I Nearly Bankrupt My Clinic By Trying To Help Everyone - And The 2 Simple Tactics To Avoid My Mistake

8 months ago   •   2 min read

By Ernesto Gutierrez, MD
Photo by Scott Graham / Unsplash
Table of contents

In 2013, I wanted to help every single patient who could be helped with stem cell therapy.

Yes, stem cell therapy can help patients with wildly different conditions. But telling everyone that we could treat their condition, pretty much like Oprah told each member of her audience that they too, won a car, was not a smart move.

In fact, it was a huge mistake.

For everything that matters, people want an expert

If you keep trying to appeal to everyone, nobody will see you as an expert.

When you choose to be the generalist, you make yourself a commodity. And the only differentiator between commodities is price.

But on the other hand, if you invest time in positioning yourself as the authority in one specific area, you’ll never run out of people asking to work with you.

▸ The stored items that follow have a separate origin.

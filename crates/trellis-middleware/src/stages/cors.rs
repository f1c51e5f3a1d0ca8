//! CORS (Cross-Origin Resource Sharing) middleware.
//!
//! For every request that carries an allowed `Origin`, the CORS headers are
//! set on the response before the chain continues, so they survive into
//! whatever response a later middleware or handler sends. A preflight
//! `OPTIONS` request from an allowed origin is answered right away with
//! `204 No Content`.
//!
//! Requests without an `Origin`, or from an origin that is not allowed, pass
//! through untouched.
//!
//! ## Example
//!
//! ```rust
//! use trellis_middleware::stages::Cors;
//! use trellis_core::HttpMethod;
//!
//! let cors = Cors::builder()
//!     .allow_origin("https://app.example.com")
//!     .allow_methods([HttpMethod::Get, HttpMethod::Post])
//!     .allow_headers(["Content-Type", "Authorization"])
//!     .allow_credentials(true)
//!     .build();
//! ```

use crate::middleware::{next, Middleware, MiddlewareResult};
use std::collections::BTreeSet;
use std::time::Duration;
use trellis_core::{HttpMethod, Request, Response};

/// CORS header names.
pub mod headers {
    /// `Access-Control-Allow-Origin` header.
    pub const ALLOW_ORIGIN: &str = "access-control-allow-origin";
    /// `Access-Control-Allow-Methods` header.
    pub const ALLOW_METHODS: &str = "access-control-allow-methods";
    /// `Access-Control-Allow-Headers` header.
    pub const ALLOW_HEADERS: &str = "access-control-allow-headers";
    /// `Access-Control-Allow-Credentials` header.
    pub const ALLOW_CREDENTIALS: &str = "access-control-allow-credentials";
    /// `Access-Control-Max-Age` header.
    pub const MAX_AGE: &str = "access-control-max-age";
    /// `Access-Control-Expose-Headers` header.
    pub const EXPOSE_HEADERS: &str = "access-control-expose-headers";
    /// `Origin` header.
    pub const ORIGIN: &str = "origin";
    /// `Vary` header.
    pub const VARY: &str = "vary";
}

/// The set of allowed origins.
#[derive(Debug, Clone, PartialEq, Eq)]
pub enum AllowedOrigins {
    /// Allow any origin.
    Any,
    /// Allow only these origins.
    List(BTreeSet<String>),
}

impl AllowedOrigins {
    /// Checks if an origin is allowed.
    pub fn is_allowed(&self, origin: &str) -> bool {
        match self {
            AllowedOrigins::Any => true,
            AllowedOrigins::List(origins) => origins.contains(origin),
        }
    }
}

/// Configuration for [`Cors`].
///
/// Empty method and header lists mean the corresponding header is not sent.
#[derive(Debug, Clone, PartialEq, Eq)]
pub struct CorsConfig {
    /// Which origins get CORS headers.
    pub allowed_origins: AllowedOrigins,
    /// Methods advertised in `Access-Control-Allow-Methods`.
    pub allowed_methods: Vec<HttpMethod>,
    /// Headers advertised in `Access-Control-Allow-Headers`.
    pub allowed_headers: Vec<String>,
    /// Headers advertised in `Access-Control-Expose-Headers`.
    pub expose_headers: Vec<String>,
    /// Whether to send `Access-Control-Allow-Credentials: true`.
    pub allow_credentials: bool,
    /// Preflight cache lifetime.
    pub max_age: Option<Duration>,
}

impl Default for CorsConfig {
    fn default() -> Self {
        Self {
            allowed_origins: AllowedOrigins::Any,
            allowed_methods: Vec::new(),
            allowed_headers: Vec::new(),
            expose_headers: Vec::new(),
            allow_credentials: false,
            max_age: None,
        }
    }
}

/// Builder for [`Cors`].
#[derive(Debug, Clone, Default)]
pub struct CorsBuilder {
    config: CorsConfig,
}

impl CorsBuilder {
    /// Creates a builder that allows any origin and advertises nothing else.
    #[must_use]
    pub fn new() -> Self {
        Self::default()
    }

    /// Allows any origin.
    #[must_use]
    pub fn allow_any_origin(mut self) -> Self {
        self.config.allowed_origins = AllowedOrigins::Any;
        self
    }

    /// Adds an allowed origin, switching from "any" to an explicit list.
    #[must_use]
    pub fn allow_origin(mut self, origin: impl Into<String>) -> Self {
        let mut origins = match std::mem::replace(&mut self.config.allowed_origins, AllowedOrigins::Any) {
            AllowedOrigins::Any => BTreeSet::new(),
            AllowedOrigins::List(origins) => origins,
        };
        origins.insert(origin.into());
        self.config.allowed_origins = AllowedOrigins::List(origins);
        self
    }

    /// Sets the advertised methods.
    #[must_use]
    pub fn allow_methods<I>(mut self, methods: I) -> Self
    where
        I: IntoIterator<Item = HttpMethod>,
    {
        self.config.allowed_methods = methods.into_iter().collect();
        self
    }

    /// Sets the advertised request headers.
    #[must_use]
    pub fn allow_headers<I, S>(mut self, headers: I) -> Self
    where
        I: IntoIterator<Item = S>,
        S: Into<String>,
    {
        self.config.allowed_headers = headers.into_iter().map(Into::into).collect();
        self
    }

    /// Sets headers exposed to scripts.
    #[must_use]
    pub fn expose_headers<I, S>(mut self, headers: I) -> Self
    where
        I: IntoIterator<Item = S>,
        S: Into<String>,
    {
        self.config.expose_headers = headers.into_iter().map(Into::into).collect();
        self
    }

    /// Sets whether credentials are allowed.
    #[must_use]
    pub fn allow_credentials(mut self, allow: bool) -> Self {
        self.config.allow_credentials = allow;
        self
    }

    /// Sets the preflight cache lifetime.
    #[must_use]
    pub fn max_age(mut self, duration: Duration) -> Self {
        self.config.max_age = Some(duration);
        self
    }

    /// Builds the middleware.
    #[must_use]
    pub fn build(self) -> Cors {
        Cors::new(self.config)
    }
}

/// CORS middleware.
#[derive(Debug, Clone, Default)]
pub struct Cors {
    config: CorsConfig,
}

impl Cors {
    /// Creates the middleware from a config.
    pub fn new(config: CorsConfig) -> Self {
        Self { config }
    }

    /// Creates a builder.
    #[must_use]
    pub fn builder() -> CorsBuilder {
        CorsBuilder::new()
    }

    /// The active configuration.
    pub fn config(&self) -> &CorsConfig {
        &self.config
    }

    fn apply_headers(&self, res: &mut Response, origin: &str) {
        let config = &self.config;

        // A wildcard origin cannot be combined with credentials, so echo it.
        if config.allowed_origins == AllowedOrigins::Any && !config.allow_credentials {
            res.set_header(headers::ALLOW_ORIGIN, "*");
        } else {
            res.set_header(headers::ALLOW_ORIGIN, origin);
            res.set_header(headers::VARY, "Origin");
        }

        if !config.allowed_methods.is_empty() {
            let methods: Vec<&str> = config.allowed_methods.iter().map(|m| m.as_str()).collect();
            res.set_header(headers::ALLOW_METHODS, &methods.join(","));
        }

        if !config.allowed_headers.is_empty() {
            res.set_header(headers::ALLOW_HEADERS, &config.allowed_headers.join(","));
        }

        if !config.expose_headers.is_empty() {
            res.set_header(headers::EXPOSE_HEADERS, &config.expose_headers.join(","));
        }

        if config.allow_credentials {
            res.set_header(headers::ALLOW_CREDENTIALS, "true");
        }
    }
}

impl Middleware for Cors {
    fn name(&self) -> &str {
        "cors"
    }

    fn handle(&self, req: &mut Request, res: &mut Response) -> MiddlewareResult {
        let Some(origin) = req.header(headers::ORIGIN) else {
            return next();
        };

        if !self.config.allowed_origins.is_allowed(origin) {
            tracing::debug!(origin, "origin not allowed, skipping CORS headers");
            return next();
        }

        self.apply_headers(res, origin);

        if req.method() == HttpMethod::Options {
            if let Some(max_age) = self.config.max_age {
                res.set_header(headers::MAX_AGE, &max_age.as_secs().to_string());
            }
            res.set_status(204).clear_body().send();
        }

        next()
    }
}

Here are two ways in which you can create your own category within your specialty:

#1. Specialize in serving a subgroup of patients within your specialty.

Chances are you already have a specialty. But you can always hone in further.

For example, in one of our clinics, we worked exclusively with the autism community. This not only served us (we were seen as the authority in stem cell therapy for autism) but it also served our patients since our processes were optimized for them.

Our staff was trained to work with children with autism. We were intimately familiar with the challenges that a family with a child in the spectrum faces. We could anticipate their needs. Our clinic was set up in a way that was not overly stimulating. And a long list of etceteras.

#2. Specialize in a single treatment or procedure within your specialty.

What if instead, you became the go-to doctor for a very specific procedure within your specialty?

For example, I know of a plastic surgeon who specializes in gynecomastia surgery. Out of all the procedures he’s trained to perform, he has chosen to spend 80% of his time, treating men with enlarged breast tissue.

Imagine you’re a young man with overgrown breasts. Who would you choose as your surgeon?

The plastic surgeon that does all kinds of cosmetic procedures, or the one who spends most of his time treating the exact condition you have?